Collected data
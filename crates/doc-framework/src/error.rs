//! # Store Errors
//!
//! Errors raised by the collection runtime itself. Document-level failures
//! are carried inside [`StoreError::EntityError`] and mapped back to the
//! collection's own error type by its client.

/// Errors that can occur within the document framework.
#[derive(Debug, thiserror::Error)]
pub enum StoreError {
    #[error("Actor closed")]
    ActorClosed,
    #[error("Actor dropped response channel")]
    ActorDropped,
    #[error("Document not found: {0}")]
    NotFound(String),
    #[error("Document already exists: {0}")]
    AlreadyExists(String),
    #[error("Entity error: {0}")]
    EntityError(Box<dyn std::error::Error + Send + Sync>),
}

impl StoreError {
    /// True when the collection could not be reached at all.
    pub fn is_unavailable(&self) -> bool {
        matches!(self, Self::ActorClosed | Self::ActorDropped)
    }
}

TASK OBJECTIVE: From the entries above, show each line that includes the string "ActorDropped".

TASK RESPONSE:
    ActorDropped,
        matches!(self, Self::ActorClosed | Self::ActorDropped)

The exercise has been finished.